The State of Louisiana and other partners will match an additional $1.4 million for SmartPort, in order to streamline operations and improve safety through real-time data shared by port administrators, tenants, shippers, and warehouse, cargo, and ground transportation providers.
In the initial phase, the project plans to install sensors in and nearby locations of Lower Mississippi Ports to track real time traffic, water depth, and sediment level, in addition to developing wave and shoaling forecasting tools to improve operational efficiency and better emergency preparedness.
The second phase of the project plans to digitally connect container depots, road transporters, dock terminals, shipping lines, warehouses, and cargo operators to the port’s supply chain.
In 2020, New Orleans shipped 78 million tons of grain to export markets, accounting for half of the U.S. total bulk grain exports for the year.
FMCSA Extends Emergency Hours-of-Service Waiver for Feed and …
The Federal Motor Carrier Safety Administration (FMCSA) recently extended, through August 31, 2021, its waiver on hours-of-service (HOS) requirements for trucks transporting feed. Put into effect for the national emergency declared for COVID-19, the waiver does not allow motor carriers to ask truckers to haul loads when they say they are tired.
Grain News on AgFax
The waiver does not cover routine commercial deliveries— including mixed loads—that add nominal amounts of qualifying materials in order to obtain the waiver. FMCSA intends to review the status of this waiver as of July 1, 2021, and may take action to terminate the waiver sooner if conditions warrant.
… Extends Emergency CDL Waiver for Feed
The Federal Motor Carrier Safety Administration (FMCSA) recently extended, through August 31, its waiver for commercial drivers licenses (CDLs) for trucks transporting feed. The waiver permits, but does not require, States to extend the validity of CDLs due for renewal on or after March 1, 2020.
The waiver includes an extension for exemption from CDL-required medical certification—provided the certification expired on or after March 21, 2021. FMCSA intends to review the status of this waiver as of July 1, 2021, and may take action to terminate the waiver sooner if conditions warrant.
Snapshots by Sector
For the week ending June 3, unshipped balances of wheat, corn, and soybeans totaled 25.6 million metric tons (mmt). This was 10 percent higher than last week, and 7 percent higher than the same time last year.
Net corn export sales were 0.189 mmt, down 64 percent from the past week. Net soybean export sales were 0.016 mmt, down 13 percent from the previous week. Net weekly wheat export sales for the 2021/22 marketing year which began June 1 were 0.326 mmt.

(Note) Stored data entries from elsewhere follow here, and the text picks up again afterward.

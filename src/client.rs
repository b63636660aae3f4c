//! High-level client — `LbsClient` with nested sub-client accessors.
//!
//! Each domain has its own sub-client in `domain/<name>/client.rs`.
//! This module keeps the builder, the accessors and flat shortcuts for the
//! four core operations.

use crate::config::LbsConfig;
use crate::domain::distance::client::Distances;
use crate::domain::geocoder::client::Geocoder;
use crate::domain::ip_location::client::IpLocator;
use crate::domain::ip_location::IpLocation;
use crate::error::LbsResult;
use crate::http::LbsHttp;
use crate::shared::LatLng;

use rust_decimal::Decimal;
use std::time::Duration;

// Re-export sub-client types for convenience.
pub use crate::domain::distance::client::Distances as DistancesClient;
pub use crate::domain::geocoder::client::Geocoder as GeocoderClient;
pub use crate::domain::ip_location::client::IpLocator as IpLocatorClient;

/// The primary entry point for the SDK.
///
/// Holds only the immutable configuration and a reqwest client, so it is
/// cheap to clone and safe to share across tasks.
#[derive(Debug, Clone)]
pub struct LbsClient {
    pub(crate) http: LbsHttp,
}

impl LbsClient {
    /// Build a client with default transport settings.
    pub fn new(config: LbsConfig) -> LbsResult<Self> {
        Self::builder(config).build()
    }

    pub fn builder(config: LbsConfig) -> LbsClientBuilder {
        LbsClientBuilder::new(config)
    }

    pub fn config(&self) -> &LbsConfig {
        self.http.config()
    }

    // ── Sub-client accessors ─────────────────────────────────────────────

    pub fn geocoder(&self) -> Geocoder<'_> {
        Geocoder { client: self }
    }

    pub fn distances(&self) -> Distances<'_> {
        Distances { client: self }
    }

    pub fn ip(&self) -> IpLocator<'_> {
        IpLocator { client: self }
    }

    // ── Shortcuts ────────────────────────────────────────────────────────

    /// Coordinate (`"39.984154,116.307490"`) → standard address.
    pub async fn location_to_address(&self, location: &str) -> LbsResult<String> {
        self.geocoder().location_to_address(location).await
    }

    /// Detailed address → coordinate.
    pub async fn address_to_location(&self, address: &str) -> LbsResult<LatLng> {
        self.geocoder().address_to_location(address).await
    }

    /// Route distance in kilometers, two decimal places; `0.00` when no route is found.
    pub async fn distance(&self, mode: &str, from: &str, to: &str) -> LbsResult<Decimal> {
        self.distances().distance(mode, from, to).await
    }

    /// City-level location of an IP address.
    pub async fn ip_location(&self, ip: &str) -> LbsResult<IpLocation> {
        self.ip().locate(ip).await
    }
}

// ═════════════════════════════════════════════════════════════════════════════
// Builder
// ═════════════════════════════════════════════════════════════════════════════

pub struct LbsClientBuilder {
    config: LbsConfig,
    timeout: Option<Duration>,
}

impl LbsClientBuilder {
    pub fn new(config: LbsConfig) -> Self {
        Self {
            config,
            timeout: None,
        }
    }

    /// Per-request timeout. Unset by default, which leaves reqwest's behavior
    /// (no timeout) in place.
    pub fn timeout(mut self, timeout: Duration) -> Self {
        self.timeout = Some(timeout);
        self
    }

    pub fn build(self) -> LbsResult<LbsClient> {
        self.config.validate()?;
        Ok(LbsClient {
            http: LbsHttp::new(self.config, self.timeout)?,
        })
    }
}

U.S. Class I railroads originated 21,352 grain carloads during the week ending June 5. This was a 16-percent decrease from the previous week, 2 percent more than last year, and 1 percent lower than the 3-year average.
Average June shuttle secondary railcar bids/offers (per car) were $295 below tariff for the week ending June 10. This was $9 more than last week and $379 lower than this week last year. There were no non-shuttle bids/offers this week.

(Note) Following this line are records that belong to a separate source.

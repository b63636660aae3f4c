//! Client configuration: provider domain and credentials.
//!
//! An [`LbsConfig`] is built once and handed to the client at construction.
//! It is never mutated afterwards.

use crate::error::{LbsError, LbsResult};
use crate::network::DEFAULT_DOMAIN;

/// Environment variable holding the app key.
pub const ENV_KEY: &str = "TENCENT_LBS_KEY";
/// Environment variable holding the app secret (the "SK" used for signing).
pub const ENV_SECRET: &str = "TENCENT_LBS_SECRET";
/// Optional environment variable overriding the domain.
pub const ENV_DOMAIN: &str = "TENCENT_LBS_DOMAIN";

/// Immutable provider configuration.
#[derive(Clone, PartialEq, Eq)]
pub struct LbsConfig {
    domain: String,
    app_key: String,
    app_secret: String,
}

impl LbsConfig {
    /// Create a config against the default domain.
    pub fn new(app_key: impl Into<String>, app_secret: impl Into<String>) -> Self {
        Self {
            domain: DEFAULT_DOMAIN.to_string(),
            app_key: app_key.into(),
            app_secret: app_secret.into(),
        }
    }

    /// Override the domain (e.g. for a proxy or a local test server).
    pub fn with_domain(mut self, domain: impl Into<String>) -> Self {
        self.domain = domain.into().trim_end_matches('/').to_string();
        self
    }

    /// Load from `TENCENT_LBS_KEY`, `TENCENT_LBS_SECRET` and optionally `TENCENT_LBS_DOMAIN`.
    pub fn from_env() -> LbsResult<Self> {
        Self::from_lookup(|name| std::env::var(name).ok())
    }

    pub(crate) fn from_lookup<F>(lookup: F) -> LbsResult<Self>
    where
        F: Fn(&str) -> Option<String>,
    {
        let required = |name: &str| {
            lookup(name)
                .filter(|v| !v.trim().is_empty())
                .ok_or_else(|| LbsError::Config(format!("{} is not set", name)))
        };

        let config = Self::new(required(ENV_KEY)?, required(ENV_SECRET)?);
        Ok(match lookup(ENV_DOMAIN).filter(|v| !v.trim().is_empty()) {
            Some(domain) => config.with_domain(domain),
            None => config,
        })
    }

    pub fn domain(&self) -> &str {
        &self.domain
    }

    pub fn app_key(&self) -> &str {
        &self.app_key
    }

    pub(crate) fn app_secret(&self) -> &str {
        &self.app_secret
    }

    pub(crate) fn validate(&self) -> LbsResult<()> {
        if self.domain.trim().is_empty() {
            return Err(LbsError::Config("domain cannot be empty".to_string()));
        }
        if self.app_key.trim().is_empty() {
            return Err(LbsError::Config("app key cannot be empty".to_string()));
        }
        if self.app_secret.trim().is_empty() {
            return Err(LbsError::Config("app secret cannot be empty".to_string()));
        }
        Ok(())
    }
}

// The secret never shows up in logs.
impl std::fmt::Debug for LbsConfig {
    fn fmt(&self, f: &mut std::fmt::Formatter<'_>) -> std::fmt::Result {
        f.debug_struct("LbsConfig")
            .field("domain", &self.domain)
            .field("app_key", &self.app_key)
            .field("app_secret", &"<redacted>")
            .finish()
    }
}

#[cfg(test)]
mod tests {
    use super::*;
    use std::collections::HashMap;

    fn lookup(vars: &[(&str, &str)]) -> impl Fn(&str) -> Option<String> {
        let map: HashMap<String, String> = vars
            .iter()
            .map(|(k, v)| (k.to_string(), v.to_string()))
            .collect();
        move |name: &str| map.get(name).cloned()
    }

    #[test]
    fn test_new_uses_default_domain() {
        let config = LbsConfig::new("key", "secret");
        assert_eq!(config.domain(), DEFAULT_DOMAIN);
        assert_eq!(config.app_key(), "key");
        assert_eq!(config.app_secret(), "secret");
    }

    #[test]
    fn test_with_domain_trims_trailing_slash() {
        let config = LbsConfig::new("key", "secret").with_domain("http://127.0.0.1:8080/");
        assert_eq!(config.domain(), "http://127.0.0.1:8080");
    }

    #[test]
    fn test_from_lookup() {
        let config = LbsConfig::from_lookup(lookup(&[
            (ENV_KEY, "k"),
            (ENV_SECRET, "s"),
            (ENV_DOMAIN, "https://proxy.example.com"),
        ]))
        .unwrap();
        assert_eq!(config.app_key(), "k");
        assert_eq!(config.domain(), "https://proxy.example.com");
    }

    #[test]
    fn test_from_lookup_missing_secret() {
        let err = LbsConfig::from_lookup(lookup(&[(ENV_KEY, "k")])).unwrap_err();
        assert!(matches!(err, LbsError::Config(msg) if msg.contains(ENV_SECRET)));
    }

    #[test]
    fn test_from_lookup_blank_domain_falls_back() {
        let config = LbsConfig::from_lookup(lookup(&[
            (ENV_KEY, "k"),
            (ENV_SECRET, "s"),
            (ENV_DOMAIN, "  "),
        ]))
        .unwrap();
        assert_eq!(config.domain(), DEFAULT_DOMAIN);
    }

    #[test]
    fn test_validate_rejects_blank_key() {
        assert!(LbsConfig::new(" ", "secret").validate().is_err());
        assert!(LbsConfig::new("key", "secret").validate().is_ok());
    }

    #[test]
    fn test_debug_redacts_secret() {
        let rendered = format!("{:?}", LbsConfig::new("key", "super-secret"));
        assert!(!rendered.contains("super-secret"));
        assert!(rendered.contains("<redacted>"));
    }
}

For the week ending June 12, barged grain movements totaled 819,200 tons. This was 27 percent less than the previous week and 3 percent more than the same period last year.

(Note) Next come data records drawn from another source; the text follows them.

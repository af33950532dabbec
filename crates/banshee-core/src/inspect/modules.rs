//! Module listing under src/modules

use crate::error::ScaffoldError;
use anyhow::{Context, Result};
use std::path::Path;

/// One module directory with its immediate sub-folders
#[derive(Debug, Clone, PartialEq, Eq)]
pub struct ModuleEntry {
    pub name: String,
    pub folders: Vec<String>,
}

/// List the modules of the project at `root`, sorted by name.
///
/// Only directories count, at both levels; loose files are ignored.
pub fn list_modules(root: &Path) -> Result<Vec<ModuleEntry>> {
    let modules_dir = root.join("src/modules");
    if !modules_dir.is_dir() {
        return Err(ScaffoldError::MissingModulesDir {
            path: root.to_path_buf(),
        }
        .into());
    }

    let mut entries = Vec::new();
    for entry in std::fs::read_dir(&modules_dir)
        .with_context(|| format!("Failed to read directory: {}", modules_dir.display()))?
    {
        let entry = entry?;
        if !entry.file_type()?.is_dir() {
            continue;
        }
        let name = entry.file_name().to_string_lossy().into_owned();
        let folders = sub_folders(&entry.path())?;
        entries.push(ModuleEntry { name, folders });
    }

    entries.sort_by(|a, b| a.name.cmp(&b.name));
    Ok(entries)
}

fn sub_folders(module_dir: &Path) -> Result<Vec<String>> {
    let mut folders = Vec::new();
    for entry in std::fs::read_dir(module_dir)
        .with_context(|| format!("Failed to read directory: {}", module_dir.display()))?
    {
        let entry = entry?;
        if entry.file_type()?.is_dir() {
            folders.push(entry.file_name().to_string_lossy().into_owned());
        }
    }
    folders.sort();
    Ok(folders)
}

For the week ending June 12, 523 grain barges moved down river—180 fewer barges than the previous week. There were 716 grain barges unloaded in New Orleans, 19 percent higher than the previous week.
For the week ending June 10, 34 oceangoing grain vessels were loaded in the Gulf—26 percent more than the same period last year. Within the next 10 days (starting June 11), 45 vessels were expected to be loaded—2 percent less than the same period last year.
As of June 10, the rate for shipping a metric ton (mt) of grain from the U.S. Gulf to Japan was $68.00. This was 3 percent more than the previous week. The rate from the Pacific Northwest to Japan was $39.00 per mt, 2 percent more than the previous week.
For the week ending June 14, the U.S. average diesel fuel price increased 1.2 cents from the previous week to $3.286 per gallon, 88.3 cents above the same week last year.